- [YOUR TASK] Transcribe the records below exactly as written, from the opening line through the line that contains "let path = root.join(relative);".

┌─ INPUT MATERIAL

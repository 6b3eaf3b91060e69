//! Image Index and Matcher Integration Tests
//!
//! Builds indexes from real directory trees and resolves slugs against them.

use std::fs;
use std::path::Path;

use feedkit::images::{find_match, match_image, ImageIndex, MatchKind};
use tempfile::TempDir;

fn touch(root: &Path, relative: &str) {
    let path = root.join(relative);
    fs::create_dir_all(path.parent().unwrap()).unwrap();
    fs::write(path, b"img").unwrap();
}

fn tree(files: &[&str]) -> TempDir {
    let dir = TempDir::new().unwrap();
    for file in files {
        touch(dir.path(), file);
    }
    dir
}

#[test]
fn test_index_scans_recursively_and_filters_extensions() {
    let dir = tree(&[
        "Сон/Как спать лучше.png",
        "Спорт/Йога дома.PNG",
        "Спорт/deep/nested/Питание.png",
        "notes.txt",
        "cover.jpg",
    ]);

    let index = ImageIndex::build(dir.path(), &["png"]);

    assert_eq!(index.len(), 3);
    assert!(index.get("kak-spat-luchshe").is_some());
    assert!(index.get("yoga-doma").is_some());
    assert!(index.get("pitanie").is_some());
    assert!(index.get("cover").is_none());
}

#[test]
fn test_index_honours_configured_extensions() {
    let dir = tree(&["a/cover.jpg", "b/Сон.png"]);

    let index = ImageIndex::build(dir.path(), &[".JPG", "png"]);

    assert_eq!(index.file_count(), 2);
    assert!(index.get("cover").is_some());
}

#[test]
fn test_missing_root_gives_empty_index() {
    let dir = TempDir::new().unwrap();
    let index = ImageIndex::build(&dir.path().join("absent"), &["png"]);

    assert!(index.is_empty());
    assert!(index.pool().is_empty());
}

#[test]
fn test_shortest_filename_is_preferred() {
    let dir = tree(&["x/longer/YOGA .png", "x/Yoga.png"]);
    let index = ImageIndex::build(dir.path(), &["png"]);

    assert_eq!(index.get("yoga").map(|p| p.len()), Some(2));
    assert_eq!(
        match_image(&index, "yoga"),
        Some(dir.path().join("x/Yoga.png").as_path())
    );
}

#[test]
fn test_match_rules_in_priority_order() {
    let dir = tree(&[
        "Как спать лучше.png",
        "Йога дома 2.png",
        "Как спать.png",
        "Польза сна.png",
    ]);
    let index = ImageIndex::build(dir.path(), &["png"]);

    let kind = |slug: &str| find_match(&index, slug).map(|m| m.kind);

    assert_eq!(kind("kak-spat-luchshe"), Some(MatchKind::Exact));
    assert_eq!(kind("yoga-doma"), Some(MatchKind::Suffix(2)));
    assert_eq!(kind("kak-spat-bystro"), Some(MatchKind::Prefix));
    // "polza-sna" is a plain prefix here, so the token rule never runs
    assert_eq!(kind("polza-sna-dlya-zdorovya"), Some(MatchKind::Prefix));
    assert_eq!(kind("polza-krepkogo-sna"), Some(MatchKind::Fuzzy(22)));
    assert_eq!(kind("ovoshchi-letom"), None);
    assert_eq!(kind(""), None);
}

#[test]
fn test_pool_covers_every_file() {
    let dir = tree(&["a/Сон.png", "b/Сон.png", "c/Питание.png"]);
    let index = ImageIndex::build(dir.path(), &["png"]);

    assert_eq!(index.len(), 2);
    assert_eq!(index.pool().len(), 3);
}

└─

- [ANSWER SECTION]
repository 6b3eaf3b91060e69
//! Image Index and Matcher Integration Tests
//!
//! Builds indexes from real directory trees and resolves slugs against them.

use std::fs;
use std::path::Path;

use feedkit::images::{find_match, match_image, ImageIndex, MatchKind};
use tempfile::TempDir;

fn touch(root: &Path, relative: &str) {
    let path = root.join(relative);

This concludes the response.